From Curbed LA:
Parklets (mini parks built in street parking spots, as seen every year on Park[ing] Day) are already in place in Long Beach and on their way in Los Angeles, so parklet fans are gearing up to make sure they are here to stay. Recently, the UCLA Luskin School of Public Affairs Complete Streets Initiative released a tool kit for designing and creating parklets. The tool kit compiles insights from already completed parklet projects in Long Beach, San Francisco, New York City, and more, in addition to coming up with some ideas for future parklets around Los Angeles (e.g., “Skid Row Revitalization Parklet,”“LA’s Diagonal Parklet,” and “Street Vending Parklet”). See all seven of those new ideas above.
The blog for architecture firm Studio One Eleven blog (they created some of the Long Beach parklets) says the tool kit “features parklet case studies and designs from around the world,” in addition to “providing all the necessary ‘tools’ to encourage users to adapt a program to their own communities.”
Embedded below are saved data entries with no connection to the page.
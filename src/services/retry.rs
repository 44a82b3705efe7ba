use crate::config::Config;
use crate::models::error::AppError;
use crate::services::clock::Clock;
use crate::services::rate_limit::RateLimiter;
use std::future::Future;

/// How often, and how patiently, a rate-limited request is re-issued.
#[derive(Debug, Clone, Copy, PartialEq, Eq)]
pub struct RetryPolicy {
    /// Retries after the first attempt.
    pub max_retries: u32,
    /// Delay before the first retry; doubled for each further retry.
    pub base_delay_ms: u64,
}

impl RetryPolicy {
    pub const fn new(max_retries: u32, base_delay_ms: u64) -> Self {
        Self {
            max_retries,
            base_delay_ms,
        }
    }

    /// A single attempt, 429 surfaced immediately.
    pub const fn none() -> Self {
        Self::new(0, 0)
    }

    /// Delay before retry number `attempt + 1` (`attempt` counts from 0).
    pub fn delay_for(&self, attempt: u32) -> u64 {
        2u64.checked_pow(attempt)
            .and_then(|factor| self.base_delay_ms.checked_mul(factor))
            .unwrap_or(u64::MAX)
    }
}

impl Default for RetryPolicy {
    fn default() -> Self {
        Self::new(Config::MAX_RETRY_ATTEMPTS, Config::RETRY_BASE_DELAY_MS)
    }
}

/// Retries an async operation with exponential backoff for rate-limited requests.
///
/// # Arguments
///
/// * `operation` - A closure that returns a Future resolving to `Result<T, AppError>`
/// * `policy` - Retry count and base delay
/// * `limiter` - Pacing applied before every attempt
/// * `clock` - Source of the backoff delay
///
/// # Returns
///
/// The successful result, or the last error encountered
///
/// # Behavior
///
/// - Backoff: `base_delay_ms * 2^attempt` (2000ms → 4000ms → 8000ms by default)
/// - Only retries on `AppError::RateLimited`
/// - All other errors immediately propagate
/// - At most `max_retries + 1` calls; a 429 on the last one is returned
pub async fn retry_with_backoff<F, Fut, T>(
    mut operation: F,
    policy: RetryPolicy,
    limiter: &RateLimiter,
    clock: &dyn Clock,
) -> Result<T, AppError>
where
    F: FnMut() -> Fut,
    Fut: Future<Output = Result<T, AppError>>,
{
    let mut attempt = 0;

    loop {
        limiter.acquire().await;

        match operation().await {
            Ok(result) => return Ok(result),
            Err(AppError::RateLimited { retry_after_secs }) if attempt < policy.max_retries => {
                let delay_ms = policy.delay_for(attempt);
                tracing::warn!(
                    delay_ms,
                    retry_after_secs = ?retry_after_secs,
                    attempt = attempt + 1,
                    max_retries = policy.max_retries,
                    "Rate limited, retrying"
                );
                clock.sleep(delay_ms).await;
                attempt += 1;
            }
            Err(e) => return Err(e),
        }
    }
}

#[cfg(test)]
mod tests {
    use super::*;
    use crate::services::clock::ManualClock;
    use std::sync::Arc;
    use std::sync::atomic::{AtomicU32, Ordering};

    fn rate_limited() -> AppError {
        AppError::RateLimited {
            retry_after_secs: None,
        }
    }

    fn setup() -> (Arc<ManualClock>, RateLimiter) {
        let clock = Arc::new(ManualClock::new(0));
        // No pacing so only backoff shows up in the recorded sleeps.
        let limiter = RateLimiter::new(clock.clone(), 0);
        (clock, limiter)
    }

    #[test]
    fn test_delay_doubles() {
        let policy = RetryPolicy::new(3, 2_000);
        assert_eq!(policy.delay_for(0), 2_000);
        assert_eq!(policy.delay_for(1), 4_000);
        assert_eq!(policy.delay_for(2), 8_000);
        assert_eq!(policy.delay_for(80), u64::MAX);
    }

    #[tokio::test]
    async fn test_success_after_rate_limits() {
        let (clock, limiter) = setup();
        let calls = &AtomicU32::new(0);

        let result = retry_with_backoff(
            move || async move {
                let call = calls.fetch_add(1, Ordering::SeqCst);
                if call < 2 { Err(rate_limited()) } else { Ok("payload") }
            },
            RetryPolicy::new(3, 100),
            &limiter,
            clock.as_ref(),
        )
        .await;

        assert_eq!(result, Ok("payload"));
        assert_eq!(calls.load(Ordering::SeqCst), 3);
        assert_eq!(clock.sleeps(), vec![100, 200]);
        assert!(clock.now_ms() >= 300);
    }

    #[tokio::test]
    async fn test_rate_limit_surfaces_after_exhaustion() {
        let (clock, limiter) = setup();
        let calls = &AtomicU32::new(0);

        let result: Result<(), AppError> = retry_with_backoff(
            move || async move {
                calls.fetch_add(1, Ordering::SeqCst);
                Err(rate_limited())
            },
            RetryPolicy::new(3, 100),
            &limiter,
            clock.as_ref(),
        )
        .await;

        assert!(matches!(result, Err(AppError::RateLimited { .. })));
        assert_eq!(calls.load(Ordering::SeqCst), 4);
        assert_eq!(clock.sleeps(), vec![100, 200, 400]);
    }

    #[tokio::test]
    async fn test_other_errors_propagate_immediately() {
        let (clock, limiter) = setup();
        let calls = &AtomicU32::new(0);

        let result: Result<(), AppError> = retry_with_backoff(
            move || async move {
                calls.fetch_add(1, Ordering::SeqCst);
                Err(AppError::ServerError {
                    status: 500,
                    message: None,
                })
            },
            RetryPolicy::default(),
            &limiter,
            clock.as_ref(),
        )
        .await;

        assert!(matches!(result, Err(AppError::ServerError { status: 500, .. })));
        assert_eq!(calls.load(Ordering::SeqCst), 1);
        assert!(clock.sleeps().is_empty());
    }

    #[tokio::test]
    async fn test_policy_none_makes_one_attempt() {
        let (clock, limiter) = setup();
        let calls = &AtomicU32::new(0);

        let result: Result<(), AppError> = retry_with_backoff(
            move || async move {
                calls.fetch_add(1, Ordering::SeqCst);
                Err(rate_limited())
            },
            RetryPolicy::none(),
            &limiter,
            clock.as_ref(),
        )
        .await;

        assert!(result.is_err());
        assert_eq!(calls.load(Ordering::SeqCst), 1);
    }

    #[tokio::test]
    async fn test_every_attempt_is_paced() {
        let clock = Arc::new(ManualClock::new(0));
        let limiter = RateLimiter::new(clock.clone(), 1_000);
        let calls = &AtomicU32::new(0);

        let _ = retry_with_backoff(
            move || async move {
                let call = calls.fetch_add(1, Ordering::SeqCst);
                if call == 0 { Err(rate_limited()) } else { Ok(()) }
            },
            RetryPolicy::new(3, 200),
            &limiter,
            clock.as_ref(),
        )
        .await;

        // 200ms backoff, then the limiter waits out the rest of its 1s spacing.
        assert_eq!(clock.sleeps(), vec![200, 800]);
    }
}
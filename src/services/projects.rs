use crate::config::Config;
use crate::models::{
    envelope::ResponseEnvelope,
    error::AppError,
    project::{Project, ProjectFilters},
};
use crate::services::http::{HttpClient, Request};
use crate::utils::validation::validate_object_id;
use serde::Serialize;
use std::sync::Arc;

const PROJECTS_KEYS: &[&str] = &["data", "projects"];
const PROJECT_KEYS: &[&str] = &["data", "project"];

const JOIN_UNAVAILABLE: &str =
    "Joining projects is not available yet. Please contact the teacher.";

#[derive(Debug, Clone)]
pub struct ProjectService {
    http: Arc<HttpClient>,
}

impl ProjectService {
    pub fn new(http: Arc<HttpClient>) -> Self {
        Self { http }
    }

    pub async fn list_projects(
        &self,
        filters: &ProjectFilters,
    ) -> Result<ResponseEnvelope<Vec<Project>>, AppError> {
        let query = filters.to_query(Config::DEFAULT_PAGE_SIZE);
        let result = self.http.get("/projects", &query).await;
        Ok(ResponseEnvelope::from_listing(
            result,
            PROJECTS_KEYS,
            "Failed to load projects",
        ))
    }

    pub async fn get_project(&self, id: &str) -> Result<ResponseEnvelope<Project>, AppError> {
        validate_object_id(id, "project")?;
        let result = self.http.get(&format!("/projects/{id}"), &[]).await;
        Ok(ResponseEnvelope::from_result(
            result,
            PROJECT_KEYS,
            "Failed to load project",
        ))
    }

    /// Projects of the signed-in user; a short general listing when the
    /// filtered listing is unavailable.
    pub async fn my_projects(&self) -> Result<ResponseEnvelope<Vec<Project>>, AppError> {
        let mine = [("filter".to_string(), "my".to_string())];
        let result = match self.http.get("/projects", &mine).await {
            Err(e) => {
                tracing::warn!(error = %e, "My projects unavailable, falling back to recent projects");
                let recent = [("limit".to_string(), "5".to_string())];
                self.http.get("/projects", &recent).await
            }
            ok => ok,
        };
        Ok(ResponseEnvelope::from_listing(
            result,
            PROJECTS_KEYS,
            "Failed to load projects",
        ))
    }

    pub async fn create_project<B: Serialize + ?Sized>(
        &self,
        project: &B,
    ) -> Result<ResponseEnvelope<Project>, AppError> {
        let result = self.http.post("/projects", project).await;
        Ok(ResponseEnvelope::from_result(
            result,
            PROJECT_KEYS,
            "Failed to create project",
        ))
    }

    pub async fn update_project<B: Serialize + ?Sized>(
        &self,
        id: &str,
        project: &B,
    ) -> Result<ResponseEnvelope<Project>, AppError> {
        validate_object_id(id, "project")?;
        let result = self.http.put(&format!("/projects/{id}"), project).await;
        Ok(ResponseEnvelope::from_result(
            result,
            PROJECT_KEYS,
            "Failed to update project",
        ))
    }

    pub async fn delete_project(&self, id: &str) -> Result<ResponseEnvelope<()>, AppError> {
        validate_object_id(id, "project")?;
        let result = self.http.delete(&format!("/projects/{id}")).await;
        Ok(ResponseEnvelope::acknowledge(
            result,
            "Project deleted",
            "Failed to delete project",
        ))
    }

    /// Joins the project. Backends without a join endpoint answer 404; the
    /// project is then probed to tell "no such project" from "not supported".
    pub async fn join_project(&self, id: &str) -> Result<ResponseEnvelope<()>, AppError> {
        validate_object_id(id, "project")?;
        let fallback = "Failed to join project";

        match self.http.send(Request::post(&format!("/projects/{id}/join"))).await {
            Err(join_error @ AppError::NotFound(_)) => {
                tracing::warn!(project = id, "Join endpoint not found, checking project");
                match self.http.get(&format!("/projects/{id}"), &[]).await {
                    Ok(project) if project.is_success() => {
                        Ok(ResponseEnvelope::failure(JOIN_UNAVAILABLE))
                    }
                    _ => Ok(ResponseEnvelope::failure(join_error.user_message(fallback))),
                }
            }
            result => Ok(ResponseEnvelope::acknowledge(
                result,
                "You have joined the project",
                fallback,
            )),
        }
    }

    pub async fn leave_project(&self, id: &str) -> Result<ResponseEnvelope<()>, AppError> {
        validate_object_id(id, "project")?;
        let result = self
            .http
            .send(Request::post(&format!("/projects/{id}/leave")))
            .await;
        Ok(ResponseEnvelope::acknowledge(
            result,
            "You have left the project",
            "Failed to leave project",
        ))
    }
}
use crate::config::Config;
use crate::services::clock::Clock;
use parking_lot::Mutex;
use std::sync::Arc;

/// Client-side pacing: keeps at least `min_delay_ms` between the start of
/// any two requests issued through the same limiter.
pub struct RateLimiter {
    clock: Arc<dyn Clock>,
    min_delay_ms: u64,
    notice_cooldown_ms: u64,
    state: Mutex<PacingState>,
}

#[derive(Debug, Default)]
struct PacingState {
    /// Start time granted to the most recent caller.
    last_request_ms: Option<u64>,
    /// While `now` is before this, throttling notices stay quiet.
    notice_until_ms: Option<u64>,
}

/// Outcome of reserving a request slot.
#[derive(Debug, Clone, Copy, PartialEq, Eq)]
struct Reservation {
    wait_ms: u64,
    notify: bool,
}

impl RateLimiter {
    pub fn new(clock: Arc<dyn Clock>, min_delay_ms: u64) -> Self {
        Self {
            clock,
            min_delay_ms,
            notice_cooldown_ms: Config::THROTTLE_NOTICE_COOLDOWN_MS,
            state: Mutex::new(PacingState::default()),
        }
    }

    /// Waits until this caller may start its request and returns how long it
    /// waited. Never fails.
    pub async fn acquire(&self) -> u64 {
        let reservation = self.reserve();

        if reservation.notify {
            tracing::info!(
                min_delay_ms = self.min_delay_ms,
                "Pacing outgoing requests to avoid HTTP 429"
            );
        }

        if reservation.wait_ms > 0 {
            self.clock.sleep(reservation.wait_ms).await;
        }

        reservation.wait_ms
    }

    /// Claims the next slot under the lock. The slot is recorded before the
    /// caller sleeps, so concurrent callers queue up `min_delay_ms` apart.
    fn reserve(&self) -> Reservation {
        let now = self.clock.now_ms();
        let mut state = self.state.lock();

        let slot = state
            .last_request_ms
            .map_or(now, |last| now.max(last.saturating_add(self.min_delay_ms)));
        state.last_request_ms = Some(slot);

        let wait_ms = slot - now;
        let notify = wait_ms > 0 && state.notice_until_ms.is_none_or(|until| now >= until);
        if notify {
            state.notice_until_ms = Some(now.saturating_add(self.notice_cooldown_ms));
        }

        Reservation { wait_ms, notify }
    }
}

impl std::fmt::Debug for RateLimiter {
    fn fmt(&self, f: &mut std::fmt::Formatter<'_>) -> std::fmt::Result {
        f.debug_struct("RateLimiter")
            .field("min_delay_ms", &self.min_delay_ms)
            .field("state", &*self.state.lock())
            .finish_non_exhaustive()
    }
}

#[cfg(test)]
mod tests {
    use super::*;
    use crate::services::clock::ManualClock;

    fn limiter(clock: &Arc<ManualClock>) -> RateLimiter {
        RateLimiter::new(clock.clone(), 1_000)
    }

    #[tokio::test]
    async fn test_first_request_is_not_delayed() {
        let clock = Arc::new(ManualClock::new(10_000));
        let limiter = limiter(&clock);

        assert_eq!(limiter.acquire().await, 0);
        assert!(clock.sleeps().is_empty());
    }

    #[tokio::test]
    async fn test_back_to_back_requests_are_spaced() {
        let clock = Arc::new(ManualClock::new(10_000));
        let limiter = limiter(&clock);

        let mut starts = Vec::new();
        for _ in 0..5 {
            limiter.acquire().await;
            starts.push(clock.now_ms());
        }

        for pair in starts.windows(2) {
            assert!(pair[1] - pair[0] >= 1_000, "gap too small: {pair:?}");
        }
        assert_eq!(clock.now_ms() - 10_000, 4_000);
    }

    #[tokio::test]
    async fn test_only_remaining_gap_is_waited() {
        let clock = Arc::new(ManualClock::new(0));
        let limiter = limiter(&clock);

        limiter.acquire().await;
        clock.advance(400);
        assert_eq!(limiter.acquire().await, 600);
    }

    #[tokio::test]
    async fn test_no_wait_after_idle_period() {
        let clock = Arc::new(ManualClock::new(0));
        let limiter = limiter(&clock);

        limiter.acquire().await;
        clock.advance(5_000);
        assert_eq!(limiter.acquire().await, 0);
    }

    #[test]
    fn test_reservations_queue_concurrent_callers() {
        let clock = Arc::new(ManualClock::new(0));
        let limiter = limiter(&clock);

        // Three callers reserving at the same instant get consecutive slots.
        let waits: Vec<u64> = (0..3).map(|_| limiter.reserve().wait_ms).collect();
        assert_eq!(waits, vec![0, 1_000, 2_000]);
    }

    #[test]
    fn test_notice_is_suppressed_during_cooldown() {
        let clock = Arc::new(ManualClock::new(0));
        let limiter = limiter(&clock);

        assert!(!limiter.reserve().notify); // no throttling yet
        assert!(limiter.reserve().notify);
        assert!(!limiter.reserve().notify);

        clock.advance(31_000);
        limiter.reserve();
        assert!(limiter.reserve().notify);
    }
}
use async_trait::async_trait;
use chrono::Utc;
use parking_lot::Mutex;
use std::sync::atomic::{AtomicU64, Ordering};

/// Source of wall-clock time and delays for pacing and backoff.
#[cfg_attr(target_arch = "wasm32", async_trait(?Send))]
#[cfg_attr(not(target_arch = "wasm32"), async_trait)]
pub trait Clock: Send + Sync {
    /// Milliseconds since the Unix epoch.
    fn now_ms(&self) -> u64;

    /// Suspends the caller for `ms` milliseconds.
    async fn sleep(&self, ms: u64);
}

/// Real time: `chrono` for the timestamp, the platform timer for delays.
#[derive(Debug, Clone, Copy, Default)]
pub struct SystemClock;

#[cfg_attr(target_arch = "wasm32", async_trait(?Send))]
#[cfg_attr(not(target_arch = "wasm32"), async_trait)]
impl Clock for SystemClock {
    fn now_ms(&self) -> u64 {
        u64::try_from(Utc::now().timestamp_millis()).unwrap_or(0)
    }

    #[cfg(not(target_arch = "wasm32"))]
    async fn sleep(&self, ms: u64) {
        tokio::time::sleep(std::time::Duration::from_millis(ms)).await;
    }

    #[cfg(target_arch = "wasm32")]
    async fn sleep(&self, ms: u64) {
        gloo_timers::future::TimeoutFuture::new(u32::try_from(ms).unwrap_or(u32::MAX)).await;
    }
}

/// Virtual time for tests: `sleep` returns at once and moves the clock forward.
#[derive(Debug, Default)]
pub struct ManualClock {
    now: AtomicU64,
    sleeps: Mutex<Vec<u64>>,
}

impl ManualClock {
    pub fn new(start_ms: u64) -> Self {
        Self {
            now: AtomicU64::new(start_ms),
            sleeps: Mutex::new(Vec::new()),
        }
    }

    /// Moves time forward without recording a sleep.
    pub fn advance(&self, ms: u64) {
        self.now.fetch_add(ms, Ordering::SeqCst);
    }

    /// Every delay requested so far, in order.
    pub fn sleeps(&self) -> Vec<u64> {
        self.sleeps.lock().clone()
    }

    pub fn total_slept(&self) -> u64 {
        self.sleeps.lock().iter().sum()
    }
}

#[cfg_attr(target_arch = "wasm32", async_trait(?Send))]
#[cfg_attr(not(target_arch = "wasm32"), async_trait)]
impl Clock for ManualClock {
    fn now_ms(&self) -> u64 {
        self.now.load(Ordering::SeqCst)
    }

    async fn sleep(&self, ms: u64) {
        self.sleeps.lock().push(ms);
        self.now.fetch_add(ms, Ordering::SeqCst);
    }
}

#[cfg(test)]
mod tests {
    use super::*;

    #[tokio::test]
    async fn test_manual_clock_sleep_advances_time() {
        let clock = ManualClock::new(1_000);
        clock.sleep(250).await;
        clock.sleep(50).await;

        assert_eq!(clock.now_ms(), 1_300);
        assert_eq!(clock.sleeps(), vec![250, 50]);
        assert_eq!(clock.total_slept(), 300);
    }

    #[test]
    fn test_manual_clock_advance_is_not_a_sleep() {
        let clock = ManualClock::new(0);
        clock.advance(500);
        assert_eq!(clock.now_ms(), 500);
        assert!(clock.sleeps().is_empty());
    }

    #[tokio::test]
    async fn test_system_clock_sleeps() {
        let clock = SystemClock;
        let before = clock.now_ms();
        clock.sleep(20).await;
        assert!(clock.now_ms() >= before + 19);
    }
}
This is the first in a three-phase project–later phases will study the impacts of parklets on pedestrian traffic and business volume and the design and implementation of a parklet on Spring Street across from LA Café in Downtown LA. That parklet will join another parklet on Spring Street, one on Huntington Drive in El Sereno, and another on York Boulevard in Highland Park. Los Angeles’s planned parklets are pilot projects, so their success will determine the future of parklets in other neighborhoods in Los Angeles.